Dean: sure did enjoy your website.....got a lot of ideas! Ilooked at the Climax 'tips', sent a form request to Bachmann about the drive shaft upgrade. Good tips there!


----------



## Dean Whipple (Jan 2, 2008)

Bill,
I'm glad you enjoyed the website....
For even more ideas....make sure and check out all the other web sites on 4LargeScale.com[/b]
i'm not sure but I think the drive shaft issue was only a problem on the very, very furst engines......


----------



## Mik (Jan 2, 2008)

My problem with the Climax is they are so popular that, even in junk condition, they're out of my price range /DesktopModules/NTForums/themes/mls/emoticons/sad.gif


----------



## TonyWalsham (Jan 2, 2008)

If Bachmann could be convinced to re-run the Climax I am sure tye would have a winner. 

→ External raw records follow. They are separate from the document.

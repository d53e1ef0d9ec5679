use tracing::{Event, Subscriber};
use tracing_subscriber::{
    fmt::{
        self,
        format::{Format, FormatEvent, FormatFields, Writer},
        FmtContext,
    },
    registry::LookupSpan,
};

/// Event format that indents each line by the depth of its span scope, so
/// request handling reads as a tree.
pub struct PrettyFormatter {
    inner: Format,
}

impl PrettyFormatter {
    pub fn new(ansi: bool) -> Self {
        Self {
            inner: fmt::format()
                .with_ansi(ansi)
                .with_target(false)
                .with_file(false)
                .with_line_number(false)
                .with_level(true)
                .with_source_location(false),
        }
    }
}

impl Default for PrettyFormatter {
    fn default() -> Self {
        Self::new(true)
    }
}

fn indent(depth: usize) -> String {
    match depth {
        0 => "  ".to_string(),
        depth => format!("{}└─", "  ".repeat((depth - 1) / 2)),
    }
}

impl<S, N> FormatEvent<S, N> for PrettyFormatter
where
    S: Subscriber + for<'a> LookupSpan<'a>,
    N: for<'writer> FormatFields<'writer> + 'static,
{
    fn format_event(
        &self,
        ctx: &FmtContext<'_, S, N>,
        mut writer: Writer<'_>,
        event: &Event<'_>,
    ) -> std::fmt::Result {
        let depth = ctx.event_scope().map(|scope| scope.count()).unwrap_or(0);
        write!(writer, "{}", indent(depth))?;

        self.inner.format_event(ctx, writer, event)
    }
}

Not much to "fix" on them. 

1. Revise the method of wiring between the trucks and the frames. 
2. Make the chuff timers work. 
3. Install a slightly different lighting circuit, so that on PWM the lights only work in the direction they are intended to work and not both on at once. 

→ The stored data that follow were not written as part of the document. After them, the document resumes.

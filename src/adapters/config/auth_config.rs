#[derive(serde::Deserialize, Clone)]
pub struct AuthConfig {
    pub username: String,
    pub password: String,
    /// HMAC key for issued tokens.
    pub secret: String,
    /// Token lifetime, e.g. `365d` or `12h`.
    pub expires_in: String,
}

impl std::fmt::Debug for AuthConfig {
    fn fmt(&self, f: &mut std::fmt::Formatter<'_>) -> std::fmt::Result {
        f.debug_struct("AuthConfig")
            .field("username", &self.username)
            .field("password", &"<redacted>")
            .field("secret", &"<redacted>")
            .field("expires_in", &self.expires_in)
            .finish()
    }
}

Other than that, a brilliant loco.


----------



## Spule 4 (Jan 2, 2008)

Tony et al- 

Any speculation on why they will not re-run them? 

Thanks-


----------



## c nelson (Dec 18, 2008)

Garrett, 

no real speculation here, but I would think it'd be a "stellar seller" I was able to find mine for $230...was relieved at that price...it is equipped with an older Phoenix sound card and awaits RC conversion. I came around LS Trains after the Climax went off the sale outs...a few years of patience and finally luck, I snagged it! 

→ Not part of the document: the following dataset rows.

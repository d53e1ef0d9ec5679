use axum::{
    http::StatusCode,
    response::{IntoResponse, Response},
    Json,
};
use error_stack::{FrameKind, Report};
use serde_json::json;

pub const LOGIN_FAILED: &str = "帳號或密碼錯誤";
pub const MISSING_TOKEN: &str = "未授權：請提供 token";
pub const INVALID_TOKEN: &str = "token 無效或已過期";
pub const LIST_FAILED: &str = "無法讀取專案資料";
pub const SEARCH_FAILED: &str = "無法查詢資料";

#[derive(Debug, Clone, PartialEq, Eq)]
pub enum ApiError {
    /// 401 with a fixed message only.
    Unauthorized(&'static str),
    BadRequest(String),
    /// 500 with a fixed message plus the underlying failure.
    Internal { message: &'static str, error: String },
}

impl ApiError {
    pub fn internal<C>(message: &'static str, report: &Report<C>) -> Self {
        ApiError::Internal {
            message,
            error: root_cause(report),
        }
    }
}

/// Message of the innermost context of `report`, i.e. the error that started it.
pub fn root_cause<C>(report: &Report<C>) -> String {
    report
        .frames()
        .filter_map(|frame| match frame.kind() {
            FrameKind::Context(context) => Some(context.to_string()),
            _ => None,
        })
        .last()
        .unwrap_or_else(|| report.to_string())
}

impl IntoResponse for ApiError {
    fn into_response(self) -> Response {
        match self {
            ApiError::Unauthorized(message) => {
                (StatusCode::UNAUTHORIZED, Json(json!({ "message": message }))).into_response()
            }
            ApiError::BadRequest(message) => {
                (StatusCode::BAD_REQUEST, Json(json!({ "message": message }))).into_response()
            }
            ApiError::Internal { message, error } => (
                StatusCode::INTERNAL_SERVER_ERROR,
                Json(json!({ "message": message, "error": error })),
            )
                .into_response(),
        }
    }
}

If Bachmann did re-run the Climax, they could also use the drive gear as a basis for a Class A as well! I'd again, encourage Bachmann to re-issue the Climax! 

cale


----------



## Del Tapparo (Jan 4, 2008)

My Climax and its constant electrical pickup problems in the trucks, is what helped me convert to battery power. Thanks Bachmann! Of course the same fix could have been applied to track power. Once you wire around all the contacts in the trucks it is a very good runner indeed. Without that mod I always had one truck that wanted to run and the other one dead.


----------



## Ray Dunakin (Jan 6, 2008)

I would love to have one. To me the Climax is the coolest looking of all the geared locos.


----------



## Cap'nBill (Dec 27, 2008)

I'm not sure what the appeal is exactly. I guess if you like machines, the wheels, gears, levers, and other whirling, spinning, noisy things hold our attention. They take us back, perhaps, to a slower time. Diesels are neat, but their heart and soul is hidden, these things, belch and smoke, and they required constant feeding and maintence, the men were dirty, from work. Today, everything, just about, is clean, quiet, automatic, 'throw away'-disposable, fast. Imagine a fast Climax, or a Shay, hauling a smoothsides, passenger train. Takes me back to stories my Mother told, as a young teacher in Northern Wisconsin, riding the caboose from home back to her country school, huddling around the wood burning stove to keep warm. Someone said: Baseball shows us where we came from, Football shows us where we are. Think the same is true about trains!


----------



## tj-lee (Jan 2, 2008)

I'd love for Bachmann to reissue the Climax. Assuming the reissue passed TOCs review I'd purchase one. 

Best, 
TJ


----------



## Big65Dude (Jan 2, 2008)

The Climax, unlike the Shay, has _two_ interesting sides. Here's mine:


----------



## Ray Dunakin (Jan 6, 2008)

Jack, that looks great! I like the colors, and the subtle weathering is especially nice. I'd be interested in hearing a little about your weathering technique.


----------



## Cap'nBill (Dec 27, 2008)

Guess ya' need all them chains and jacks to get her back on the rails 'eh? Whatcha' haulin' with that engine? And, BTW, what is that big 'hose' lookin' thingy coming out from the tender on the left side? Hope that engine comes with a BIG manual to understand all those whirling, turning, gears, shafts, and other whirlygigs! Can almost smell that wood burning!


----------



## chuck n (Jan 2, 2008)

Bill:

In the back woods, water tanks and such weren't available. The hose was used to pump water up into the tender.

Chuck N


----------



## Big65Dude (Jan 2, 2008)

Posted By Ray Dunakin on 01/19/2009 3:36 PM
Jack, that looks great! I like the colors, and the subtle weathering is especially nice. I'd be interested in hearing a little about your weathering technique. 

Ray -

Thanks for the nice comments. 


If you click on my name below, it'll take you to my page on Dean Whipple's "4LargeScale" website. Then access the "Engines" and "How-to" drop-down menus to see some more shots of the engine and how I do my painting and weathering.


----------



## Ray Dunakin (Jan 6, 2008)

Thanks Jack! Wow, nice work and an excellent resource!


----------



## Paradise (Jan 9, 2008)

Jack, love the wooden cab. 
Helps with the 'Any color you want as long it is black' problem.


----------